We are the defending Big East champions. We are fresh off of a West region two-seed. We are among the nation’s elite.
That’s what St. John’s fans were saying to each other eleven years ago. A disappointing second-round loss the previous March was just a bad game. A bad match up. A bad circumstance. The wrong place at the wrong time. We were supposed to go farther – play more games. It didn’t happen. Just one of those nights. It wasn’t that we were out-talented or out-classed. We weren’t underdogs. Far from it. That isn’t what the 1999-00 Red Storm was all about.
Do you remember who the Johnnies fell to that night? Did the lean years between then and now blur all memory? It was the Gonzaga Bulldogs. A senior-laden team led by names from the past like Erick Barkley, Marvis “Bootsy” Thornton, and Lavor Postell played its last game that night in Tucson. Disappointing, yes. World-ending, no. We’d be back in full force in a few months with a younger squad personified by its tremendous upside. That’s how these elite programs work. Sounds familiar. Funny how things have changed in just over a decade, huh?
St. John’s (2) lost to Gonzaga (10), 82-76, in the 2000 NCAA Round of 32.
No, that wasn’t the best game I was ever at. In fact, my seven year-old self cried that day just over 2,000 miles away.

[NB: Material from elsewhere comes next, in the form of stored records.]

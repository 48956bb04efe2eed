//! The undo/redo surface.

use super::{print_work, Output};
use anyhow::Result;
use chrono::DateTime;
use console::style;
use serde_json::json;
use vex_core::Project;

pub fn undo(project: &Project, out: &Output) -> Result<()> {
    match project.undo()? {
        Some(report) => out.emit(report.output.clone(), || {
            println!("undid {}", report.command);
            print_work(&report);
        }),
        None => out.emit(json!({ "undone": null }), || {
            println!("nothing to undo");
        }),
    }
}

pub fn redo(project: &Project, out: &Output, choice: Option<usize>) -> Result<()> {
    match project.redo(choice)? {
        Some(report) => out.emit(report.output.clone(), || {
            println!("redid {}", report.command);
            print_work(&report);
        }),
        None => out.emit(json!({ "redone": null }), || {
            println!("nothing to redo");
        }),
    }
}

pub fn undo_list(project: &Project, out: &Output, count: usize) -> Result<()> {
    let entries = project.undo_list(count)?;

    let as_json = json!({
        "actions": entries
            .iter()
            .map(|(id, record)| {
                json!({
                    "id": id.as_hex(),
                    "command": record.command,
                    "timestamp": record.timestamp,
                })
            })
            .collect::<Vec<_>>(),
    });

    out.emit(as_json, || {
        for (n, (id, record)) in entries.iter().enumerate() {
            let when = DateTime::from_timestamp(record.timestamp, 0)
                .map(|dt| dt.format("%Y-%m-%d %H:%M:%S").to_string())
                .unwrap_or_else(|| record.timestamp.to_string());
            println!(
                "{:>3}  {}  {}  {}",
                n + 1,
                when,
                style(&id.as_hex()[..12]).cyan(),
                record.command
            );
        }
    })
}

pub fn redo_list(project: &Project, out: &Output) -> Result<()> {
    let entries = project.redo_list()?;

    let as_json = json!({
        "choices": entries
            .iter()
            .map(|(id, record)| {
                json!({
                    "id": id.as_hex(),
                    "command": record.command,
                    "args": record.args,
                })
            })
            .collect::<Vec<_>>(),
    });

    out.emit(as_json, || {
        if entries.is_empty() {
            println!("nothing to redo");
            return;
        }
        for (n, (id, record)) in entries.iter().enumerate() {
            println!(
                "{:>3}  {}  {} {}",
                n + 1,
                style(&id.as_hex()[..12]).cyan(),
                record.command,
                record.args
            );
        }
        println!();
        println!("re-apply one with: vex redo --choice=<n>");
    })
}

Early that summer, it was announced that the Johnnies would participate in the upcoming November’s Coaches vs. Cancer four-team tournament at Madison Square Garden. It has always been a tournament consisting of talented teams creating a preseason buzz. The first semifinal of the doubleheader wasn’t exactly a warm-up. Roy Williams’ Kansas Jayhawks took on the UCLA Bruins – fittingly enough, coached by Steve Lavin. Kirk Heinrich, Nick Collison, and Drew Gooden outlasted Jason Kapono and Earl Watson a high-scoring duel. How about that for professional talent? But that’s besides the point.
The second game that night on November 9, 2000 was between the Red Storm and the Kentucky Wildcats, who were ranked 12th in the preseason AP poll. It was the first chance for the faithful to see a whole new group led by sophomore Anthony Glover and freshmen Omar Cook, Willie Shaw, and Kyle Cuffe. Eleven years removed and that I was only eight at the time inhibits any memory of details of minutes 1-39 of that game. What transpired in the final seconds is what I will remember forever.

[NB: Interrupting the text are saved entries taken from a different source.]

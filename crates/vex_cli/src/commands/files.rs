//! Tracking commands: add, forget, remove, restore, ignore, include.

use super::{print_work, Output};
use anyhow::Result;
use std::path::PathBuf;
use vex_core::Project;

fn list_of(report: &vex_core::CommandReport, key: &str) -> Vec<String> {
    report.output[key]
        .as_array()
        .map(|items| {
            items
                .iter()
                .filter_map(|v| v.as_str().map(str::to_string))
                .collect()
        })
        .unwrap_or_default()
}

pub fn add(project: &Project, out: &Output, files: &[PathBuf]) -> Result<()> {
    let report = project.add(files)?;
    let added = list_of(&report, "added");
    out.emit(report.output.clone(), || {
        if added.is_empty() {
            println!("nothing to add");
        } else {
            for path in &added {
                println!("added {}", path);
            }
        }
    })
}

pub fn forget(project: &Project, out: &Output, files: &[PathBuf]) -> Result<()> {
    let report = project.forget(files)?;
    let forgotten = list_of(&report, "forgotten");
    out.emit(report.output.clone(), || {
        for path in &forgotten {
            println!("forgot {}", path);
        }
    })
}

pub fn remove(project: &Project, out: &Output, files: &[PathBuf]) -> Result<()> {
    let report = project.remove(files)?;
    let removed = list_of(&report, "removed");
    out.emit(report.output.clone(), || {
        for path in &removed {
            println!("removed {}", path);
        }
        print_work(&report);
    })
}

pub fn restore(project: &Project, out: &Output, files: &[PathBuf]) -> Result<()> {
    let report = project.restore(files)?;
    let restored = list_of(&report, "restored");
    out.emit(report.output.clone(), || {
        for path in &restored {
            println!("restored {}", path);
        }
        print_work(&report);
    })
}

pub fn ignore(project: &Project, out: &Output, patterns: Vec<String>) -> Result<()> {
    let report = project.ignore(patterns)?;
    out.emit(report.output.clone(), || {
        println!("updated ignore patterns");
    })
}

pub fn include(project: &Project, out: &Output, patterns: Vec<String>) -> Result<()> {
    let report = project.include(patterns)?;
    out.emit(report.output.clone(), || {
        println!("updated include patterns");
    })
}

St. John’s vs. Kentucky ticket stub.
Trailing by two with six seconds remaining, Cook inbounded a back door bounce pass to Anthony Glover. In a single motion, Anthony laid it up and in with his right hand, while drawing a foul – possibly a favorable call made by one of the three officials working the game that night, which included Jim Burr and Tim Higgins. The Garden shook. I had never seen that place in that way. I don’t think I’d seen any place in that way. Glover made the free-throw and St. John’s held on for the 62-61 win.
St. John’s lost to Kansas in the final the next night and experienced a roller-coaster 14-15 (8-8) 2000-01 season.
What made me recall this particular game isn’t its upcoming 11th anniversary. It isn’t that I wanted St. John’s fans to struggle remembering Kyle Cuffe. Aside from it being one of two times I’ve ever seen the Garden truly rock after a Johnnies win (the other being this past February vs. Pittsburgh), I chose to recall it because it has more or less become a game of irony. We’ve almost found ourselves in the exact spot we were eleven years ago. We’ve all gotten older. The detailed memories of that semifinal have gotten blurrier. But, with the Johnnies in the Coaches vs. Cancer tournament (now the 2K Sports Classic) again this November, here we are again. This Gonzaga loss has been shrugged off. There’s new fish to be fried. The seniors are out and the freshmen are in. The opponent will be a talented Arizona squad. Steve Lavin will be in the building (and, assuredly, Mike Jarvis won’t). Maybe lighting can be caught in a bottle again.
Or maybe the game will just be decided by Burr or Higgins.